[[ Dataset records open ]]

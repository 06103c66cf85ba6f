//! # Portal Common
//!
//! Shared types and utilities used by the banking portal service.
//!
//! ## Modules
//! - `types` - Ledger records (User, Account, Card, Transaction) and their drafts/patches
//! - `error` - Common error taxonomy
//! - `lenient` - Parsing of numeric, id, and date input sent as strings or numbers
//! - `constants` - Shared configuration constants

pub mod constants;
pub mod error;
pub mod lenient;
pub mod types;

pub use error::{PortalError, PortalResult};
pub use types::*;
#[cfg(test)]
mod tests {
    use super::*;
    use chrono::TimeZone;

    fn dec(raw: &str) -> Decimal {
        raw.parse().unwrap()
    }

    fn tx_draft(account_id: RecordId, amount: &str) -> TransactionDraft {
        TransactionDraft {
            account_id,
            amount: dec(amount),
            description: "Test".into(),
            currency: "€".into(),
            ..Default::default()
        }
    }

    fn balance(store: &LedgerStore, account_id: RecordId) -> Decimal {
        store.get_account(account_id).unwrap().balance
    }

    #[test]
    fn test_seed_dataset() {
        let store = LedgerStore::seeded();
        assert_eq!(store.list_users().len(), 1);
        assert_eq!(store.list_accounts().len(), 2);
        assert_eq!(store.list_cards().len(), 2);
        assert_eq!(store.list_transactions().len(), 4);
        assert_eq!(store.list_currencies().len(), 3);
        assert_eq!(balance(&store, 1), dec("400.06"));
        assert_eq!(store.get_account(1).unwrap().currency, "€");
    }

    #[test]
    fn test_create_update_delete_scenario() {
        let mut store = LedgerStore::seeded();

        let tx = store.create_transaction(tx_draft(1, "-100.00")).unwrap();
        assert_eq!(balance(&store, 1), dec("300.06"));
        assert_eq!(tx.kind, TransactionKind::Debit);

        let patch = TransactionPatch {
            amount: Some(dec("-50.00")),
            ..Default::default()
        };
        store.update_transaction(tx.id, patch).unwrap();
        assert_eq!(balance(&store, 1), dec("350.06"));

        store.delete_transaction(tx.id).unwrap();
        assert_eq!(balance(&store, 1), dec("400.06"));
    }

    #[test]
    fn test_balance_tracks_running_sum() {
        let mut store = LedgerStore::new();
        let user = store.create_user(UserDraft::default());
        let account = store.create_account(AccountDraft {
            user_id: user.id,
            balance: dec("10.00"),
            ..Default::default()
        });
        let opening = account.balance;

        let a = store.create_transaction(tx_draft(account.id, "0.10")).unwrap();
        let b = store.create_transaction(tx_draft(account.id, "0.20")).unwrap();
        store.create_transaction(tx_draft(account.id, "-3.33")).unwrap();
        store
            .update_transaction(
                a.id,
                TransactionPatch {
                    amount: Some(dec("7.77")),
                    ..Default::default()
                },
            )
            .unwrap();
        store.delete_transaction(b.id).unwrap();

        assert_eq!(
            balance(&store, account.id),
            opening + store.transaction_total(account.id)
        );
        assert_eq!(balance(&store, account.id), dec("14.44"));
    }

    #[test]
    fn test_create_then_delete_leaves_no_residue() {
        let mut store = LedgerStore::seeded();
        let before = balance(&store, 2);
        let tx = store.create_transaction(tx_draft(2, "50.00")).unwrap();
        store.delete_transaction(tx.id).unwrap();
        assert_eq!(balance(&store, 2), before);
    }

    #[test]
    fn test_transaction_for_missing_account_is_still_recorded() {
        let mut store = LedgerStore::seeded();
        let accounts_before = store.list_accounts().to_vec();
        let tx = store.create_transaction(tx_draft(42, "10.00")).unwrap();
        assert_eq!(store.get_transaction(tx.id).unwrap().account_id, 42);
        assert_eq!(store.list_accounts(), accounts_before.as_slice());
    }

    #[test]
    fn test_moving_transaction_moves_its_contribution() {
        let mut store = LedgerStore::seeded();
        let tx = store.create_transaction(tx_draft(1, "-100.00")).unwrap();

        let patch = TransactionPatch {
            account_id: Some(2),
            amount: Some(dec("-20.00")),
            ..Default::default()
        };
        store.update_transaction(tx.id, patch).unwrap();

        assert_eq!(balance(&store, 1), dec("400.06"));
        assert_eq!(balance(&store, 2), dec("1230.30"));
    }

    #[test]
    fn test_overflowing_create_leaves_store_unchanged() {
        let mut store = LedgerStore::seeded();
        let draft: TransactionDraft = serde_json::from_str(
            r#"{"accountId": 1, "amount": "79228162514264337593543950335"}"#,
        )
        .unwrap();

        let err = store.create_transaction(draft).unwrap_err();
        assert!(matches!(err, PortalError::Validation(_)));
        assert_eq!(store.list_transactions().len(), 4);
        assert_eq!(balance(&store, 1), dec("400.06"));
    }

    #[test]
    fn test_overflowing_move_checks_both_accounts_first() {
        let mut store = LedgerStore::seeded();
        let full = store.create_account(AccountDraft {
            user_id: 1,
            balance: Decimal::MAX,
            ..Default::default()
        });
        let before = store.get_transaction(4).unwrap().clone();

        // Backing out of account 2 is fine; crediting the full account is not
        let patch = TransactionPatch {
            account_id: Some(full.id),
            ..Default::default()
        };
        let err = store.update_transaction(4, patch).unwrap_err();

        assert!(matches!(err, PortalError::Validation(_)));
        assert_eq!(balance(&store, 2), dec("1250.30"));
        assert_eq!(balance(&store, full.id), Decimal::MAX);
        assert_eq!(store.get_transaction(4).unwrap(), &before);
    }

    #[test]
    fn test_overflowing_delete_keeps_transaction() {
        let mut store = LedgerStore::seeded();
        let tx = store.create_transaction(tx_draft(1, "-1.00")).unwrap();
        store
            .update_account(
                1,
                AccountPatch {
                    balance: Some(Decimal::MAX),
                    ..Default::default()
                },
            )
            .unwrap();

        let err = store.delete_transaction(tx.id).unwrap_err();
        assert!(matches!(err, PortalError::Validation(_)));
        assert!(store.get_transaction(tx.id).is_ok());
        assert_eq!(balance(&store, 1), Decimal::MAX);
    }

    #[test]
    fn test_overflowing_inline_amount_is_rejected() {
        let mut store = LedgerStore::seeded();
        store
            .update_account(
                2,
                AccountPatch {
                    balance: Some(Decimal::MAX - dec("2000")),
                    ..Default::default()
                },
            )
            .unwrap();

        let err = store
            .update_field("transaction", 4, "amount", "79228162514264337593543950335")
            .unwrap_err();
        assert!(matches!(err, PortalError::Validation(_)));
        assert_eq!(store.get_transaction(4).unwrap().amount, dec("1000.00"));
    }

    #[test]
    fn test_ids_are_max_plus_one() {
        let mut store = LedgerStore::new();
        assert_eq!(store.create_user(UserDraft::default()).id, 1);
        assert_eq!(store.create_user(UserDraft::default()).id, 2);
        assert_eq!(store.create_user(UserDraft::default()).id, 3);

        // Gaps below the max are not reused
        store.delete_user(2).unwrap();
        assert_eq!(store.create_user(UserDraft::default()).id, 4);

        // Removing the max lets its id be assigned again
        store.delete_user(4).unwrap();
        assert_eq!(store.create_user(UserDraft::default()).id, 4);

        let ids: Vec<_> = store.list_users().iter().map(|u| u.id).collect();
        assert_eq!(ids, vec![1, 3, 4]);
    }

    #[test]
    fn test_status_defaults_to_active() {
        let mut store = LedgerStore::new();
        let user = store.create_user(UserDraft {
            name: "Ana".into(),
            ..Default::default()
        });
        assert_eq!(user.status, "active");

        let card = store.create_card(CardDraft {
            user_id: user.id,
            status: Some("blocked".into()),
            ..Default::default()
        });
        assert_eq!(card.status, "blocked");
    }

    #[test]
    fn test_update_is_partial() {
        let mut store = LedgerStore::seeded();
        let before = store.get_transaction(1).unwrap().clone();

        let patch = TransactionPatch {
            description: Some("X".into()),
            ..Default::default()
        };
        let after = store.update_transaction(1, patch).unwrap();

        assert_eq!(after.description, "X");
        assert_eq!(after.amount, before.amount);
        assert_eq!(after.account_id, before.account_id);
        assert_eq!(after.currency, before.currency);
        assert_eq!(after.date, before.date);
        assert_eq!(balance(&store, 1), dec("400.06"));
    }

    #[test]
    fn test_update_missing_is_not_found() {
        let mut store = LedgerStore::seeded();
        let err = store.update_user(99, UserPatch::default()).unwrap_err();
        assert_eq!(err, PortalError::not_found(EntityKind::User, 99));
        assert!(store.delete_transaction(99).is_err());
    }

    #[test]
    fn test_delete_refuses_dependents() {
        let mut store = LedgerStore::seeded();

        let err = store.delete_user(1).unwrap_err();
        assert_eq!(
            err,
            PortalError::InUse {
                entity: EntityKind::User,
                id: 1,
                dependents: 4
            }
        );
        assert!(matches!(store.delete_account(1), Err(PortalError::InUse { .. })));
        assert_eq!(store.list_users().len(), 1);
        assert_eq!(store.list_accounts().len(), 2);

        // Cards have no dependents
        assert_eq!(store.delete_card(2).unwrap(), 2);
    }

    #[test]
    fn test_update_field_on_missing_card() {
        let mut store = LedgerStore::seeded();
        let cards_before = store.list_cards().to_vec();

        let err = store.update_field("card", 999, "limit", "500").unwrap_err();
        assert_eq!(err, PortalError::not_found(EntityKind::Card, 999));
        assert_eq!(store.list_cards(), cards_before.as_slice());
    }

    #[test]
    fn test_update_field_invalid_entity() {
        let mut store = LedgerStore::seeded();
        let err = store.update_field("loan", 1, "amount", "5").unwrap_err();
        assert_eq!(err, PortalError::InvalidEntity("loan".into()));
    }

    #[test]
    fn test_update_field_rebalances_transaction_amount() {
        let mut store = LedgerStore::seeded();
        let value = store.update_field("transaction", 2, "amount", "-150.00").unwrap();

        assert_eq!(value, serde_json::json!("-150.00"));
        // -400 replaced by -150
        assert_eq!(balance(&store, 1), dec("650.06"));
    }

    #[test]
    fn test_update_field_coerces_and_rejects() {
        let mut store = LedgerStore::seeded();

        let value = store.update_field("card", 1, "limit", "750.5").unwrap();
        assert_eq!(value, serde_json::json!("750.5"));

        let value = store.update_field("user", 1, "name", "Tasio").unwrap();
        assert_eq!(value, serde_json::json!("Tasio"));

        let err = store.update_field("account", 1, "balance", "NaN?").unwrap_err();
        assert!(matches!(err, PortalError::Validation(_)));
        assert_eq!(balance(&store, 1), dec("400.06"));
    }

    #[test]
    fn test_recent_transactions_newest_first() {
        let mut store = LedgerStore::seeded();
        let mut draft = tx_draft(1, "5.00");
        draft.date = Utc.with_ymd_and_hms(2024, 2, 1, 0, 0, 0).single();
        let newest = store.create_transaction(draft).unwrap();

        let recent = store.recent_transactions(1, 3);
        let ids: Vec<_> = recent.iter().map(|t| t.id).collect();
        assert_eq!(ids, vec![newest.id, 1, 2]);

        assert_eq!(store.recent_transactions(2, 3).len(), 1);
        assert!(store.recent_transactions(7, 3).is_empty());
    }
}
//! Session tracking module.
//!
//! Cookie-identified sessions carrying login state and the pending CAPTCHA.

mod cookie;
mod store;

pub use cookie::{clear_cookie, session_cookie, session_id_from_headers};
pub use store::{Session, SessionStore, session_sweeper};
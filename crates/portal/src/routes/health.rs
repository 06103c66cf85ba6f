//! Health check endpoints.

use std::time::Duration;

use axum::{Json, extract::State, http::StatusCode};
use serde::Serialize;

use crate::state::AppState;

#[derive(Serialize)]
pub struct HealthResponse {
    status: &'static str,
    version: &'static str,
}

/// Basic health check (is the server running?)
pub async fn health_check() -> Json<HealthResponse> {
    Json(HealthResponse {
        status: "ok",
        version: env!("CARGO_PKG_VERSION"),
    })
}

#[derive(Serialize)]
pub struct ReadyResponse {
    status: &'static str,
    ledger: bool,
}

/// Readiness check (can the ledger be read?)
pub async fn ready_check(
    State(state): State<AppState>,
) -> Result<Json<ReadyResponse>, StatusCode> {
    let ledger_ok = tokio::time::timeout(Duration::from_secs(1), state.ledger.read())
        .await
        .is_ok();

    if ledger_ok {
        Ok(Json(ReadyResponse {
            status: "ready",
            ledger: true,
        }))
    } else {
        tracing::warn!("Ledger lock not acquired within readiness timeout");
        Err(StatusCode::SERVICE_UNAVAILABLE)
    }
}

#[derive(Serialize)]
pub struct MetricsResponse {
    users: usize,
    accounts: usize,
    cards: usize,
    transactions: usize,
    sessions: usize,
    uptime_secs: u64,
}

/// Metrics endpoint (for monitoring)
pub async fn metrics(State(state): State<AppState>) -> Json<MetricsResponse> {
    let (users, accounts, cards, transactions) = {
        let ledger = state.ledger.read().await;
        (
            ledger.list_users().len(),
            ledger.list_accounts().len(),
            ledger.list_cards().len(),
            ledger.list_transactions().len(),
        )
    };

    Json(MetricsResponse {
        users,
        accounts,
        cards,
        transactions,
        sessions: state.sessions.len().await,
        uptime_secs: state.uptime_secs(),
    })
}

#[derive(Serialize)]
pub struct ApiTestResponse {
    message: &'static str,
    timestamp: String,
}

/// Unauthenticated API liveness probe
pub async fn api_test() -> Json<ApiTestResponse> {
    Json(ApiTestResponse {
        message: "API is working",
        timestamp: chrono::Utc::now().to_rfc3339(),
    })
}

[[ Dataset records closed ]]

The reply should consist solely of the lines of the data, exact, from the opening line through the line with "pub mod types;", inclusive.

repository 06103c66cf85ba6f
//! # Portal Common
//!
//! Shared types and utilities used by the banking portal service.
//!
//! ## Modules
//! - `types` - Ledger records (User, Account, Card, Transaction) and their drafts/patches
//! - `error` - Common error taxonomy
//! - `lenient` - Parsing of numeric, id, and date input sent as strings or numbers
//! - `constants` - Shared configuration constants

pub mod constants;
pub mod error;
pub mod lenient;
pub mod types;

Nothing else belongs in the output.